(Stored entries)
use async_trait::async_trait;
use rand::rngs::OsRng;
use rand::Rng;
use serde::{Deserialize, Serialize};
use serde_json::{json, Value};
use std::time::Duration;

use super::registry::ToolHandler;
use crate::errors::AgentError;
use crate::models::tool::{Tool, ToolOutcome};

pub const RESET_PASSWORD_TOOL: &str = "reset_password";

/// Length of every generated temporary password
pub const TEMP_PASSWORD_LENGTH: usize = 12;

/// Characters a temporary password is drawn from
pub const TEMP_PASSWORD_CHARSET: &[u8] =
    b"ABCDEFGHIJKLMNOPQRSTUVWXYZabcdefghijklmnopqrstuvwxyz0123456789!@#$%^&*";

pub const RESET_SUCCESS_MESSAGE: &str =
    "Password reset successful. Please use the temporary password to login.";

const MAX_USER_ID_LENGTH: usize = 256;

/// Outcome of a password reset. `success` is true exactly when a temporary password is set.
#[derive(Debug, Clone, PartialEq, Eq, Serialize)]
pub struct PasswordResetResult {
    success: bool,
    message: String,
    #[serde(skip_serializing_if = "Option::is_none")]
    temporary_password: Option<String>,
}

impl PasswordResetResult {
    pub fn success<S: Into<String>>(temporary_password: S) -> Self {
        Self {
            success: true,
            message: RESET_SUCCESS_MESSAGE.to_string(),
            temporary_password: Some(temporary_password.into()),
        }
    }

    pub fn error<S: Into<String>>(message: S) -> Self {
        Self {
            success: false,
            message: message.into(),
            temporary_password: None,
        }
    }

    pub fn is_success(&self) -> bool {
        self.success
    }

    pub fn message(&self) -> &str {
        &self.message
    }

    pub fn temporary_password(&self) -> Option<&str> {
        self.temporary_password.as_deref()
    }
}

#[derive(Debug, Default, Deserialize)]
#[serde(deny_unknown_fields)]
struct ResetArguments {
    #[serde(default)]
    user_id: Option<String>,
}

/// Mock password reset backend. No identity verification is performed.
#[derive(Debug, Clone)]
pub struct PasswordResetTool {
    min_latency: Duration,
    max_latency: Duration,
}

impl Default for PasswordResetTool {
    fn default() -> Self {
        Self::new(Duration::from_millis(200), Duration::from_millis(500))
    }
}

impl PasswordResetTool {
    /// Create a tool whose simulated backend latency is drawn uniformly from the window
    pub fn new(min_latency: Duration, max_latency: Duration) -> Self {
        let (min_latency, max_latency) = if min_latency <= max_latency {
            (min_latency, max_latency)
        } else {
            (max_latency, min_latency)
        };
        Self {
            min_latency,
            max_latency,
        }
    }

    /// A tool that answers immediately
    pub fn instant() -> Self {
        Self::new(Duration::ZERO, Duration::ZERO)
    }

    pub fn latency_window(&self) -> (Duration, Duration) {
        (self.min_latency, self.max_latency)
    }

    /// Reset the password for a user identifier, which may be empty
    pub async fn reset(&self, user_id: &str) -> PasswordResetResult {
        let delay = rand::thread_rng().gen_range(self.min_latency..=self.max_latency);
        tokio::time::sleep(delay).await;

        if user_id.len() > MAX_USER_ID_LENGTH || user_id.chars().any(char::is_control) {
            tracing::warn!("rejecting malformed user identifier");
            return PasswordResetResult::error("The user identifier is not valid.");
        }

        tracing::info!(
            user_id_len = user_id.len(),
            delay_ms = delay.as_millis() as u64,
            "temporary password issued"
        );
        PasswordResetResult::success(generate_temporary_password())
    }
}

/// Draw a temporary password from the operating system's CSPRNG
pub fn generate_temporary_password() -> String {
    let mut rng = OsRng;
    (0..TEMP_PASSWORD_LENGTH)
        .map(|_| TEMP_PASSWORD_CHARSET[rng.gen_range(0..TEMP_PASSWORD_CHARSET.len())] as char)
        .collect()
}

fn parse_arguments(arguments: Value) -> Result<ResetArguments, AgentError> {
    if arguments.is_null() {
        return Ok(ResetArguments::default());
    }
    serde_json::from_value(arguments).map_err(|e| {
        AgentError::InvalidParameters(format!(
            "{} expects {{\"user_id\": string}}: {}",
            RESET_PASSWORD_TOOL, e
        ))
    })
}

#[async_trait]
impl ToolHandler for PasswordResetTool {
    fn spec(&self) -> Tool {
        Tool::new(
            RESET_PASSWORD_TOOL,
            "Reset the user's password and issue a temporary password they can use to log in.",
            json!({
                "type": "object",
                "properties": {
                    "user_id": {
                        "type": "string",
                        "description": "Identifier of the user whose password should be reset. May be empty."
                    }
                },
                "additionalProperties": false
            }),
        )
    }

    async fn call(&self, arguments: Value) -> ToolOutcome {
        let args = parse_arguments(arguments)?;
        let result = self.reset(args.user_id.as_deref().unwrap_or_default()).await;
        serde_json::to_value(&result).map_err(|e| AgentError::Internal(e.to_string()))
    }
}
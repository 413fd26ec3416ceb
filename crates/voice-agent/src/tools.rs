//! Capabilities the model can invoke, and the registry that dispatches to them by name
pub mod password_reset;
pub mod registry;

pub use password_reset::{PasswordResetResult, PasswordResetTool};
pub use registry::{FnTool, ToolHandler, ToolRegistry};
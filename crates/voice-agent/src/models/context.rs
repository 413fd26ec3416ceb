use serde::{Deserialize, Serialize};
use uuid::Uuid;

use crate::errors::RunError;

/// Per-session details attached to every voice turn.
#[derive(Debug, Clone, PartialEq, Serialize, Deserialize)]
pub struct VoiceContext {
    pub session_id: String,
    pub user_id: Option<String>,
    /// Quality score of the captured audio, between 0.0 and 1.0
    pub audio_quality: f32,
}

impl VoiceContext {
    pub fn new<S: Into<String>>(
        session_id: S,
        user_id: Option<String>,
        audio_quality: f32,
    ) -> Result<Self, RunError> {
        if !(0.0..=1.0).contains(&audio_quality) {
            return Err(RunError::Validation(format!(
                "audio_quality must be between 0.0 and 1.0, got {}",
                audio_quality
            )));
        }
        let session_id = session_id.into();
        if session_id.trim().is_empty() {
            return Err(RunError::Validation("session_id cannot be empty".to_string()));
        }
        Ok(Self {
            session_id,
            user_id,
            audio_quality,
        })
    }

    /// A fresh anonymous session with a random id
    pub fn anonymous() -> Self {
        Self {
            session_id: Uuid::new_v4().to_string(),
            user_id: None,
            audio_quality: 1.0,
        }
    }
}

#[cfg(test)]
mod tests {
    use super::*;

    #[test]
    fn test_voice_context_creation() {
        let context =
            VoiceContext::new("test-session", Some("test-user".to_string()), 0.8).unwrap();
        assert_eq!(context.session_id, "test-session");
        assert_eq!(context.user_id.as_deref(), Some("test-user"));
        assert_eq!(context.audio_quality, 0.8);
    }

    #[test]
    fn test_voice_context_rejects_quality_out_of_range() {
        assert!(matches!(
            VoiceContext::new("test-session", None, 1.5),
            Err(RunError::Validation(_))
        ));
        assert!(VoiceContext::new("test-session", None, -0.1).is_err());
    }

    #[test]
    fn test_voice_context_rejects_blank_session() {
        assert!(VoiceContext::new("  ", None, 0.5).is_err());
    }

    #[test]
    fn test_anonymous_sessions_are_distinct() {
        let a = VoiceContext::anonymous();
        let b = VoiceContext::anonymous();
        assert_ne!(a.session_id, b.session_id);
        assert!(a.user_id.is_none());
    }
}
use anyhow::Result;
use async_trait::async_trait;
use serde::{Deserialize, Serialize};

use crate::models::message::Message;
use crate::models::tool::Tool;

#[derive(Debug, Clone, Default, PartialEq, Serialize, Deserialize)]
pub struct Usage {
    pub input_tokens: Option<i32>,
    pub output_tokens: Option<i32>,
    pub total_tokens: Option<i32>,
}

impl Usage {
    pub fn new(
        input_tokens: Option<i32>,
        output_tokens: Option<i32>,
        total_tokens: Option<i32>,
    ) -> Self {
        Self {
            input_tokens,
            output_tokens,
            total_tokens,
        }
    }
}

/// Base trait for language model chat providers
#[async_trait]
pub trait Provider: Send + Sync {
    /// Generate the next assistant message for the conversation so far
    async fn complete(
        &self,
        system: &str,
        messages: &[Message],
        tools: &[Tool],
    ) -> Result<(Message, Usage)>;
}
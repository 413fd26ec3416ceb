use tracing::Instrument;

use crate::agent::Agent;
use crate::audio::AudioBuffer;
use crate::channel::TextChannel;
use crate::errors::ChannelError;
use crate::models::context::VoiceContext;

/// Everything produced by one spoken turn
#[derive(Debug, Clone)]
pub struct Exchange {
    pub transcript: String,
    pub reply_text: String,
    /// Headered audio of the spoken reply
    pub audio: AudioBuffer,
}

/// One spoken turn end to end: transcribe, run the agent, speak the reply
pub struct VoicePipeline {
    channel: TextChannel,
    agent: Agent,
}

impl VoicePipeline {
    pub fn new(channel: TextChannel, agent: Agent) -> Self {
        Self { channel, agent }
    }

    pub fn agent(&self) -> &Agent {
        &self.agent
    }

    pub fn channel(&self) -> &TextChannel {
        &self.channel
    }

    /// Respond to recorded audio.
    ///
    /// A failed run is spoken back as an apology rather than returned as an error, so the
    /// caller always has something to play. Failures of the speech services are returned.
    pub async fn respond(
        &self,
        context: &VoiceContext,
        audio: &[u8],
    ) -> Result<Exchange, ChannelError> {
        let span = tracing::info_span!(
            "voice_turn",
            session_id = %context.session_id,
            audio_quality = context.audio_quality
        );
        self.respond_inner(audio).instrument(span).await
    }

    async fn respond_inner(&self, audio: &[u8]) -> Result<Exchange, ChannelError> {
        let transcript = self.channel.speech_to_text(audio).await?;
        tracing::debug!(chars = transcript.len(), "transcribed user audio");

        let reply_text = match self.agent.run(&transcript).await {
            Ok(reply) => reply.text,
            Err(err) => {
                tracing::warn!(error = %err, "run failed, apologising to the user");
                err.user_message()
            }
        };

        let audio = self.channel.text_to_speech(&reply_text).await?;
        tracing::info!(audio_bytes = audio.len(), "voice turn complete");
        Ok(Exchange {
            transcript,
            reply_text,
            audio,
        })
    }
}
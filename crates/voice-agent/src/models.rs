//! These models represent the objects passed around by the agent
//!
//! The orchestrator keeps the conversation in these internal structs and only converts
//! them at the edges: into the chat-completions wire format when talking to a provider,
//! and into plain text when the final reply is handed to speech synthesis.
pub mod context;
pub mod message;
pub mod role;
pub mod tool;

TASK GOAL: From the data above, copy out every line with the string "complete" in it.

WRITTEN RESPONSE:
    async fn complete(
        tracing::info!(audio_bytes = audio.len(), "voice turn complete");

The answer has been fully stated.